On Tuesday 18 April 2023 Queensland Parliament debated the government's Local Government Electoral and Other Legislation (Expenditure Caps) Amendments Bill 2022. The Government cut debate short which meant that I didn't get to speak on the bill. 

Here is the speech I would have delivered if I had a chance. 

I rise to speak on the Local Government Electoral and Other Legislation (Expenditure Caps) Amendments Bill 2022.

We will be supporting this bill for the positive steps it takes towards a fairer and more transparent democracy, where the interests of the people, and not corporations, are represented on local councils. 

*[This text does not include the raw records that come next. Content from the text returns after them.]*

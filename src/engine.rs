use std::{collections::HashMap, sync::Arc, time::Duration};

use serde_json::json;
use tokio::sync::Mutex;
use tracing::{debug, info, warn};
use uuid::Uuid;

use crate::advisor::AutomatedAnswerAdvisor;
use crate::broadcast::RealtimeBroadcaster;
use crate::channel::ChannelAdapter;
use crate::error::{EngineError, EngineResult};
use crate::store::{now_iso, ConversationStore};
use crate::types::{
    AdvisorOutcome, Audience, Channel, Conversation, ConversationState, DeliveryStatus, Direction,
    InboundDisposition, InboundEvent, StoredMessage,
};

/// How many prior messages the advisor sees, oldest first.
const ADVISOR_HISTORY_LIMIT: usize = 14;

pub const ASSISTANT_SENDER_ID: &str = "assistant";
pub const SYSTEM_SENDER_ID: &str = "system";

/// Orchestrates inbound routing, outbound dispatch, and status reconciliation.
///
/// Concurrency: one async mutex per conversation serializes all state
/// mutations and message appends within it; work on different conversations
/// never contends. The advisor call and the provider send are the only
/// awaits that block on external I/O, both bounded by timeouts.
pub struct RoutingEngine {
    store: Arc<dyn ConversationStore>,
    advisor: Arc<dyn AutomatedAnswerAdvisor>,
    broadcaster: Arc<dyn RealtimeBroadcaster>,
    adapters: HashMap<Channel, Arc<dyn ChannelAdapter>>,
    conversation_locks: Mutex<HashMap<String, Arc<Mutex<()>>>>,
    send_timeout: Duration,
}
use tracing_subscriber::EnvFilter;

mod advisor;
mod app;
mod broadcast;
mod channel;
mod engine;
mod error;
mod presence;
mod prompting;
mod store;
mod types;

#[tokio::main]
async fn main() {
    tracing_subscriber::fmt()
        .with_env_filter(
            EnvFilter::try_from_default_env().unwrap_or_else(|_| EnvFilter::new("info")),
        )
        .init();

    app::run().await;
}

As the one party in here that doesn’t take money from corporations, The Queensland Greens have long called for political donation and expenditure reform to level the playing field between working Queenslanders and the top end of town, who have spent millions buying off the Labor Party and the Liberal National Party for years. 

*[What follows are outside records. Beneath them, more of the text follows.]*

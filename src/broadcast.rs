use std::sync::Arc;

use async_trait::async_trait;
use serde::Serialize;
use serde_json::json;
use tracing::warn;

use crate::presence::{ConnectionSender, PresenceRegistry};

pub fn event_payload<T: Serialize>(event: &str, data: T) -> Option<String> {
    serde_json::to_string(&json!({ "event": event, "data": data })).ok()
}

/// Fire-and-forget fan-out to connected agents. No delivery acknowledgement
/// flows back into the engine; a disconnected agent must never fail message
/// processing, so every failure here is logged and swallowed.
#[async_trait]
pub trait RealtimeBroadcaster: Send + Sync {
    async fn push_to_company(&self, company_id: &str, event: &str, data: serde_json::Value);
    async fn push_to_team(&self, team_id: &str, event: &str, data: serde_json::Value);
    async fn push_to_agent(&self, agent_id: &str, event: &str, data: serde_json::Value);
}

pub struct WsBroadcaster {
    presence: Arc<PresenceRegistry>,
}

impl WsBroadcaster {
    pub fn new(presence: Arc<PresenceRegistry>) -> Self {
        Self { presence }
    }

    fn fan_out(senders: Vec<ConnectionSender>, event: &str, data: serde_json::Value) {
        let Some(payload) = event_payload(event, data) else {
            warn!(event, "failed to serialize broadcast payload");
            return;
        };
        for sender in senders {
            // Send errors mean the receiver task is gone; the presence purge
            // on its connection task will clean the entry up.
            let _ = sender.send(payload.clone());
        }
    }

    pub async fn push_to_connection(
        &self,
        connection_id: usize,
        event: &str,
        data: serde_json::Value,
    ) {
        let Some(sender) = self.presence.sender_for(connection_id).await else {
            return;
        };
        Self::fan_out(vec![sender], event, data);
    }
}

#[async_trait]
impl RealtimeBroadcaster for WsBroadcaster {
    async fn push_to_company(&self, company_id: &str, event: &str, data: serde_json::Value) {
        let senders = self.presence.senders_for_company(company_id).await;
        Self::fan_out(senders, event, data);
    }

    async fn push_to_team(&self, team_id: &str, event: &str, data: serde_json::Value) {
        let senders = self.presence.senders_for_team(team_id).await;
        Self::fan_out(senders, event, data);
    }

    async fn push_to_agent(&self, agent_id: &str, event: &str, data: serde_json::Value) {
        let senders = self.presence.senders_for_agent(agent_id).await;
        Self::fan_out(senders, event, data);
    }
}

#[cfg(test)]
mod tests {
    use std::collections::HashSet;

    use tokio::sync::mpsc;

    use super::*;

    #[tokio::test]
    async fn envelope_has_event_and_data() {
        let payload = event_payload("message:new", json!({ "id": "m1" })).unwrap();
        let parsed: serde_json::Value = serde_json::from_str(&payload).unwrap();
        assert_eq!(parsed["event"], "message:new");
        assert_eq!(parsed["data"]["id"], "m1");
    }

    #[tokio::test]
    async fn company_push_reaches_only_that_company() {
        let presence = Arc::new(PresenceRegistry::new());
        let broadcaster = WsBroadcaster::new(presence.clone());

        let (tx_a, mut rx_a) = mpsc::unbounded_channel();
        let (tx_b, mut rx_b) = mpsc::unbounded_channel();
        let a = presence.register(tx_a).await;
        let b = presence.register(tx_b).await;
        presence.authenticate(a, "agent-a", "c1", HashSet::new()).await;
        presence.authenticate(b, "agent-b", "c2", HashSet::new()).await;

        broadcaster
            .push_to_company("c1", "conversation:update", json!({ "id": "x" }))
            .await;

        assert!(rx_a.try_recv().is_ok());
        assert!(rx_b.try_recv().is_err());
    }

    #[tokio::test]
    async fn push_to_dead_connection_is_silent() {
        let presence = Arc::new(PresenceRegistry::new());
        let broadcaster = WsBroadcaster::new(presence.clone());

        let (tx, rx) = mpsc::unbounded_channel();
        let id = presence.register(tx).await;
        presence.authenticate(id, "agent-a", "c1", HashSet::new()).await;
        drop(rx);

        // Must not panic or error.
        broadcaster
            .push_to_company("c1", "message:new", json!({ "id": "m1" }))
            .await;
    }
}
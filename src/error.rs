/// Result type for routing-engine operations.
pub type EngineResult<T> = std::result::Result<T, EngineError>;

/// Typed failures surfaced by the routing engine and its collaborators.
///
/// Advisor failures never appear here: they degrade routing to "leave
/// unassigned" inside the engine. Broadcast failures are logged and
/// swallowed for the same reason.
#[derive(Debug, thiserror::Error)]
pub enum EngineError {
    /// The target conversation has been archived; no further sends allowed.
    #[error("conversation {conversation_id} is closed")]
    ConversationClosed { conversation_id: String },

    /// A conversation, message, or team the caller referenced does not exist.
    #[error("{kind} not found: {id}")]
    NotFound { kind: &'static str, id: String },

    /// Another agent won the claim race for this conversation.
    #[error("conversation {conversation_id} is already assigned")]
    ConversationAlreadyAssigned { conversation_id: String },

    /// The external channel rejected or failed an outbound send. The caller
    /// decides on retry; the engine never re-sends on its own.
    #[error("channel send failed ({status_code}): {detail}")]
    ChannelSendFailed { status_code: u16, detail: String },

    /// No adapter is registered for the requested channel.
    #[error("channel not configured: {channel}")]
    ChannelNotConfigured { channel: &'static str },

    /// The caller lacks rights over the target conversation's company.
    #[error("not authorized for company {company_id}")]
    Unauthorized { company_id: String },

    /// Underlying storage failed. Webhook callers map this to a non-2xx so
    /// the provider redelivers; the idempotency check absorbs the replay.
    #[error("storage failure: {0}")]
    Storage(String),
}

impl EngineError {
    pub fn not_found(kind: &'static str, id: impl Into<String>) -> Self {
        Self::NotFound {
            kind,
            id: id.into(),
        }
    }

    pub fn storage(detail: impl std::fmt::Display) -> Self {
        Self::Storage(detail.to_string())
    }
}
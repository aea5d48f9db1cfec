use minijinja::{context, Environment};

const SYSTEM_PROMPT_TEMPLATE: &str = include_str!("prompts/system_prompt.j2");

pub struct SystemPromptContext<'a> {
    pub company_name: &'a str,
    pub bot_name: &'a str,
    pub teams_block: &'a str,
}

pub fn render_system_prompt(ctx: &SystemPromptContext<'_>) -> String {
    let mut env = Environment::new();
    if env
        .add_template("system_prompt", SYSTEM_PROMPT_TEMPLATE)
        .is_err()
    {
        return fallback_system_prompt(ctx);
    }

    let Ok(template) = env.get_template("system_prompt") else {
        return fallback_system_prompt(ctx);
    };

    template
        .render(context! {
            company_name => display_or(ctx.company_name, "the company"),
            bot_name => display_or(ctx.bot_name, "Support Bot"),
            teams_block => ctx.teams_block,
            has_teams => !ctx.teams_block.trim().is_empty(),
        })
        .unwrap_or_else(|_| fallback_system_prompt(ctx))
}

fn display_or<'a>(value: &'a str, fallback: &'a str) -> &'a str {
    if value.trim().is_empty() {
        fallback
    } else {
        value.trim()
    }
}

fn fallback_system_prompt(ctx: &SystemPromptContext<'_>) -> String {
    let mut prompt = format!(
        "You are {} for \"{}\".\n\
         Answer the customer's question accurately and concisely. Never invent facts.\n\
         Respond with a single JSON object: {{\"answered\": bool, \"reply\": string, \
         \"redirectTeamId\": string, \"redirectTeamName\": string, \"suggestions\": [string]}}.\n",
        display_or(ctx.bot_name, "Support Bot"),
        display_or(ctx.company_name, "the company"),
    );

    if !ctx.teams_block.trim().is_empty() {
        prompt.push_str("\nTeams available for redirect:\n");
        prompt.push_str(ctx.teams_block.trim());
        prompt.push('\n');
    }

    prompt
}

#[cfg(test)]
mod tests {
    use super::*;

    #[test]
    fn rendered_prompt_mentions_teams_when_present() {
        let prompt = render_system_prompt(&SystemPromptContext {
            company_name: "Acme",
            bot_name: "",
            teams_block: "- billing (id: t1)",
        });
        assert!(prompt.contains("Acme"));
        assert!(prompt.contains("Support Bot"));
        assert!(prompt.contains("billing"));
    }

    #[test]
    fn rendered_prompt_omits_team_section_when_empty() {
        let prompt = render_system_prompt(&SystemPromptContext {
            company_name: "Acme",
            bot_name: "Ava",
            teams_block: "",
        });
        assert!(!prompt.contains("escalations"));
        assert!(prompt.contains("Ava"));
    }
}
use std::collections::HashMap;

use serde::{Deserialize, Serialize};
use serde_json::Value;

#[derive(Debug, Clone, Copy, PartialEq, Eq, Hash, Serialize, Deserialize)]
#[serde(rename_all = "snake_case")]
pub enum Channel {
    Whatsapp,
    Messenger,
}

impl Channel {
    pub fn as_str(&self) -> &'static str {
        match self {
            Channel::Whatsapp => "whatsapp",
            Channel::Messenger => "messenger",
        }
    }

    pub fn parse(value: &str) -> Option<Channel> {
        match value {
            "whatsapp" => Some(Channel::Whatsapp),
            "messenger" => Some(Channel::Messenger),
            _ => None,
        }
    }
}

#[derive(Debug, Clone, Copy, PartialEq, Eq, Serialize, Deserialize)]
#[serde(rename_all = "snake_case")]
pub enum ConversationState {
    Unassigned,
    AutomatedAssistant,
    PendingTeam,
    AssignedAgent,
    Archived,
}

impl ConversationState {
    pub fn as_str(&self) -> &'static str {
        match self {
            ConversationState::Unassigned => "unassigned",
            ConversationState::AutomatedAssistant => "automated_assistant",
            ConversationState::PendingTeam => "pending_team",
            ConversationState::AssignedAgent => "assigned_agent",
            ConversationState::Archived => "archived",
        }
    }

    pub fn parse(value: &str) -> Option<ConversationState> {
        match value {
            "unassigned" => Some(ConversationState::Unassigned),
            "automated_assistant" => Some(ConversationState::AutomatedAssistant),
            "pending_team" => Some(ConversationState::PendingTeam),
            "assigned_agent" => Some(ConversationState::AssignedAgent),
            "archived" => Some(ConversationState::Archived),
            _ => None,
        }
    }

    // States in which an inbound message still triggers a routing decision.
    pub fn is_claimable(&self) -> bool {
        matches!(
            self,
            ConversationState::Unassigned | ConversationState::AutomatedAssistant
        )
    }
}

#[derive(Debug, Clone, Copy, PartialEq, Eq, Serialize, Deserialize)]
#[serde(rename_all = "snake_case")]
pub enum Direction {
    Inbound,
    Outbound,
}

impl Direction {
    pub fn as_str(&self) -> &'static str {
        match self {
            Direction::Inbound => "inbound",
            Direction::Outbound => "outbound",
        }
    }

    pub fn parse(value: &str) -> Option<Direction> {
        match value {
            "inbound" => Some(Direction::Inbound),
            "outbound" => Some(Direction::Outbound),
            _ => None,
        }
    }
}

#[derive(Debug, Clone, Copy, PartialEq, Eq, Serialize, Deserialize)]
#[serde(rename_all = "snake_case")]
pub enum DeliveryStatus {
    Pending,
    Received,
    SentToProvider,
    Delivered,
    Read,
    Error,
}

impl DeliveryStatus {
    pub fn as_str(&self) -> &'static str {
        match self {
            DeliveryStatus::Pending => "pending",
            DeliveryStatus::Received => "received",
            DeliveryStatus::SentToProvider => "sent_to_provider",
            DeliveryStatus::Delivered => "delivered",
            DeliveryStatus::Read => "read",
            DeliveryStatus::Error => "error",
        }
    }

    pub fn parse(value: &str) -> Option<DeliveryStatus> {
        match value {
            "pending" => Some(DeliveryStatus::Pending),
            "received" => Some(DeliveryStatus::Received),
            "sent_to_provider" => Some(DeliveryStatus::SentToProvider),
            "delivered" => Some(DeliveryStatus::Delivered),
            "read" => Some(DeliveryStatus::Read),
            "error" => Some(DeliveryStatus::Error),
            _ => None,
        }
    }

    // Position in the per-message status lattice. `error` absorbs from any
    // state and is checked before rank comparison.
    pub fn rank(&self) -> u8 {
        match self {
            DeliveryStatus::Pending => 0,
            DeliveryStatus::Received | DeliveryStatus::SentToProvider => 1,
            DeliveryStatus::Delivered => 2,
            DeliveryStatus::Read => 3,
            DeliveryStatus::Error => 4,
        }
    }
}

#[derive(Debug, Clone, Serialize, Deserialize)]
#[serde(rename_all = "camelCase")]
pub struct Conversation {
    pub id: String,
    pub company_id: String,
    pub external_sender_id: String,
    pub sender_display_name: String,
    pub channel: Channel,
    pub state: ConversationState,
    pub assigned_agent_id: Option<String>,
    pub assigned_team_id: Option<String>,
    pub created_at: String,
    pub updated_at: String,
    pub is_active: bool,
}

#[derive(Debug, Clone, Serialize, Deserialize)]
#[serde(rename_all = "camelCase")]
pub struct StoredMessage {
    pub id: String,
    pub conversation_id: String,
    pub direction: Direction,
    #[serde(default, skip_serializing_if = "Option::is_none")]
    pub provider_message_id: Option<String>,
    pub text: String,
    pub sender_id: String,
    pub sender_display_name: String,
    pub sent_at: String,
    pub delivery_status: DeliveryStatus,
    pub status_changed_at: String,
}

#[derive(Debug, Clone, Serialize)]
#[serde(rename_all = "camelCase")]
pub struct ConversationSummary {
    pub id: String,
    pub company_id: String,
    pub external_sender_id: String,
    pub sender_display_name: String,
    pub channel: Channel,
    pub state: ConversationState,
    pub assigned_agent_id: Option<String>,
    pub assigned_team_id: Option<String>,
    pub created_at: String,
    pub updated_at: String,
    pub last_message: Option<StoredMessage>,
    pub message_count: usize,
}

// Canonical inbound event, produced by a channel adapter from a raw webhook
// payload. `provider_message_id` is the dedup key for at-least-once delivery.
#[derive(Debug, Clone, Serialize, Deserialize)]
#[serde(rename_all = "camelCase")]
pub struct InboundEvent {
    pub company_id: String,
    pub external_sender_id: String,
    pub sender_display_name: String,
    pub text: String,
    pub provider_message_id: String,
    pub channel: Channel,
}

#[derive(Debug, Clone, Serialize, Deserialize)]
#[serde(rename_all = "camelCase")]
pub struct StatusEvent {
    pub channel: Channel,
    pub provider_message_id: String,
    pub new_status: DeliveryStatus,
}

#[derive(Debug, Clone, PartialEq, Eq)]
pub enum AdvisorOutcome {
    Answered {
        response_text: String,
        suggestions: Vec<String>,
    },
    Redirected {
        team_id: String,
        team_name: String,
    },
    Unresolved,
}

// Where a broadcast for a conversation should land, derived from its
// current assignment.
#[derive(Debug, Clone, PartialEq, Eq)]
pub enum Audience {
    Company(String),
    Team(String),
    Agent(String),
}

#[derive(Debug, Clone, Copy, PartialEq, Eq)]
pub enum InboundDisposition {
    Processed,
    Duplicate,
}

#[derive(Debug, Clone, Serialize, Deserialize)]
#[serde(rename_all = "camelCase")]
pub struct AgentProfile {
    pub id: String,
    pub name: String,
    pub email: String,
    pub company_id: String,
    pub team_ids: Vec<String>,
}

#[derive(Debug, Clone, Serialize, Deserialize)]
#[serde(rename_all = "camelCase")]
pub struct TeamSummary {
    pub id: String,
    pub company_id: String,
    pub name: String,
}

#[derive(Debug, Deserialize)]
pub struct EventEnvelopeIn {
    pub event: String,
    #[serde(default)]
    pub data: Value,
}

#[derive(Debug, Deserialize)]
#[serde(rename_all = "camelCase")]
pub struct SendMessageBody {
    pub text: String,
}

#[derive(Debug, Deserialize)]
#[serde(rename_all = "camelCase")]
pub struct AssignBody {
    #[serde(default)]
    pub agent_id: Option<String>,
}

#[derive(Debug, Deserialize)]
#[serde(rename_all = "camelCase")]
pub struct AssignTeamBody {
    pub team_id: String,
}

// Per-channel credentials resolved from the environment at startup.
#[derive(Debug, Clone, Default)]
pub struct ChannelConfig {
    pub access_token: String,
    pub phone_number_id: String,
    pub page_id: String,
    pub app_secret: String,
    pub verify_token: String,
    pub company_id: String,
}

pub type ChannelConfigs = HashMap<Channel, ChannelConfig>;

This bill limits some types of campaign spending by candidates and parties in local council elections. We absolutely agree that you shouldn’t be able to buy an election. We do not want a US-style election system where the highest bidder wins government, and voters absolutely deserve better. 

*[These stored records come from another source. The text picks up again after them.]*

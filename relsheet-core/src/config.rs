//! Run configuration
//!
//! ## Configuration Sources (in precedence order)
//!
//! 1. Command-line flags (applied by the CLI on top of the loaded config)
//! 2. `--config <file>` - explicit YAML file
//! 3. `~/.config/relsheet/config.yaml` - per-user config, if present
//! 4. Built-in defaults
//!
//! ```yaml
//! source:
//!   endpoint: https://rakudo.org/dl/rakudo
//!   timeout_seconds: 10
//! pipeline:
//!   upgrade_insecure_urls: true
//! ```
//!
//! The resolved [`Config`] is passed by value into the source and the
//! pipeline. Nothing in the core reads configuration on its own.

use serde::{Deserialize, Serialize};
use std::path::{Path, PathBuf};
use std::time::Duration;
use tracing::debug;

use crate::error::{ReleaseError, Result};

/// Default release manifest endpoint
pub const DEFAULT_ENDPOINT: &str = "https://rakudo.org/dl/rakudo";

/// Default User-Agent sent with the manifest request
pub const DEFAULT_USER_AGENT: &str =
    "Mozilla/5.0 (compatible; rakudo-releases; +https://github.com/skaji/rakudo-releases)";

/// Default overall fetch deadline
pub const DEFAULT_TIMEOUT_SECONDS: u64 = 10;

/// Shortest deadline we accept
const MIN_TIMEOUT_SECONDS: u64 = 1;

/// Top-level configuration
#[derive(Debug, Clone, Default, PartialEq, Eq, Serialize, Deserialize)]
pub struct Config {
    #[serde(default)]
    pub source: SourceConfig,

    #[serde(default)]
    pub pipeline: PipelineOptions,
}

/// Where and how the manifest is fetched
#[derive(Debug, Clone, PartialEq, Eq, Serialize, Deserialize)]
pub struct SourceConfig {
    /// Manifest URL
    #[serde(default = "default_endpoint")]
    pub endpoint: String,

    /// Identifying User-Agent header value
    #[serde(default = "default_user_agent")]
    pub user_agent: String,

    /// Overall deadline for the whole fetch, in seconds
    #[serde(default = "default_timeout")]
    pub timeout_seconds: u64,
}

/// Knobs for the normalize step
#[derive(Debug, Clone, PartialEq, Eq, Serialize, Deserialize)]
pub struct PipelineOptions {
    /// Rewrite `http://` download URLs to `https://`
    #[serde(default = "default_true")]
    pub upgrade_insecure_urls: bool,
}

fn default_endpoint() -> String {
    DEFAULT_ENDPOINT.to_string()
}

fn default_user_agent() -> String {
    DEFAULT_USER_AGENT.to_string()
}

fn default_timeout() -> u64 {
    DEFAULT_TIMEOUT_SECONDS
}

fn default_true() -> bool {
    true
}

impl Default for SourceConfig {
    fn default() -> Self {
        Self {
            endpoint: default_endpoint(),
            user_agent: default_user_agent(),
            timeout_seconds: default_timeout(),
        }
    }
}

impl Default for PipelineOptions {
    fn default() -> Self {
        Self {
            upgrade_insecure_urls: true,
        }
    }
}

impl SourceConfig {
    /// The fetch deadline, clamped to at least one second
    ///
    /// Pure: called on every transport error, so it must not log.
    pub fn timeout(&self) -> Duration {
        Duration::from_secs(self.timeout_seconds.max(MIN_TIMEOUT_SECONDS))
    }
}

impl Config {
    /// Parse configuration from a YAML string
    pub fn from_yaml(content: &str) -> std::result::Result<Self, serde_yaml_ng::Error> {
        // An empty document means "all defaults"
        if content.trim().is_empty() {
            return Ok(Self::default());
        }
        serde_yaml_ng::from_str(content)
    }

    /// Load configuration from an explicit file
    pub fn load_from_path(path: &Path) -> Result<Self> {
        let content = std::fs::read_to_string(path).map_err(|e| ReleaseError::Config {
            path: path.to_path_buf(),
            reason: e.to_string(),
        })?;

        let config = Self::from_yaml(&content).map_err(|e| ReleaseError::Config {
            path: path.to_path_buf(),
            reason: e.to_string(),
        })?;

        debug!("Loaded config from {}", path.display());
        Ok(config)
    }

    /// Resolve configuration for a run
    ///
    /// An explicit path must exist. Without one, the per-user config file
    /// is used when present and the defaults otherwise.
    pub fn resolve(explicit: Option<&Path>) -> Result<Self> {
        if let Some(path) = explicit {
            return Self::load_from_path(path);
        }

        match Self::user_config_path() {
            Some(path) if path.is_file() => Self::load_from_path(&path),
            _ => {
                debug!("No config file found, using defaults");
                Ok(Self::default())
            }
        }
    }

    /// Per-user config file location (`<config dir>/relsheet/config.yaml`)
    pub fn user_config_path() -> Option<PathBuf> {
        directories::ProjectDirs::from("", "", "relsheet")
            .map(|dirs| dirs.config_dir().join("config.yaml"))
    }
}
//! Release manifest handling
//!
//! # Overview
//!
//! A manifest is a JSON array of artifact records published by the
//! distribution's download site. This module turns it into the ordered
//! list of artifacts a download page should show.
//!
//! # Architecture
//!
//! ```text
//! ManifestSource (HTTP / file)
//!     │  raw bytes
//!     ▼
//! decode        → Vec<RawArtifact>
//!     ▼
//! normalize     → Vec<ArtifactRecord>   (sortKey, displayVersion derived)
//!     ▼
//! filter        → drops txt/asc, src, installers
//!     ▼
//! order         → (sortKey, url) descending
//! ```

mod filter;
mod normalize;
mod order;
mod record;
mod source;

pub use filter::{filter, is_reportable};
pub use normalize::{
    canonical_version, display_version, normalize, sort_key, SORT_KEY_DELIMITER,
};
pub use order::{compare, order};
pub use record::{decode, ArtifactRecord, RawArtifact, SOURCE_PLATFORM};
pub use source::{FileSource, ManifestSource};

#[cfg(feature = "http")]
pub use source::HttpSource;

#[cfg(test)]
pub(crate) use source::MockSource;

I hope that these changes will force the major parties to rethink their campaign tactics - the endless spending on insubstantial, corporate-funded advertising that turns ordinary people off the whole process altogether. How about this: if you want to convince someone to vote for you, get out there and talk to them about your policies… if you have any worth talking to them about, that is.

Particularly with the growth of the Greens in Brisbane, maybe this’ll force Labor and the LNP to do some soul searching at the next election. Can they come up with any policies that’ll actually improve ordinary people’s lives? Will they try talking to their neighbours, when they can no longer just bombard them with flashy ads? I guess we’ll see. 

Together with the ban on property developer donations, spending caps will go some way to reducing the influence of corporate donations on these elections. So I have to applaud the Labor Party on this, because despite rolling in corporate money - fossil fuel money, consultant money, pokies money - have decided to put the health of our democracy ahead of their ability to spend as much of that money as possible influencing elections. 

Nonetheless, it’s important to keep in perspective the enormity of corporate influence in Queensland politics and how modest these reforms are in that context. 

Corporate influence stymies progress on some of the biggest issues affecting people’s lives, from fair wages and affordable housing, to access to healthcare and education, to tackling climate change. 

Rather than build public housing and cap rents, Labor lets the REIQ draft their rental policy and delivers tax concessions to big developers. Rather than chart a path out of reliance on fossil fuel exports, Labor backs in new coal and gas. 

Every major party politician owes their position in no small part to the corporations who paid for their campaigns. Every single one of them has run using fossil fuel money, pokies money, money from big insurance firms and the private electricity retailers who are ripping Queenslanders off.

A substantial amount of the millions of donations the Labor and the LNP receive come straight from lobby groups. Labor and Liberal alike have no problem accepting money from businesses whose stated purpose is to buy influence and manipulate political decisions.

It’s not a secret. It's a historical public fact, and the excuse that we hear from Labor and the LNP when they try to tell us that it’s not corruption, is that it’s completely within the rules to take millions of dollars from corporations in return for political favor.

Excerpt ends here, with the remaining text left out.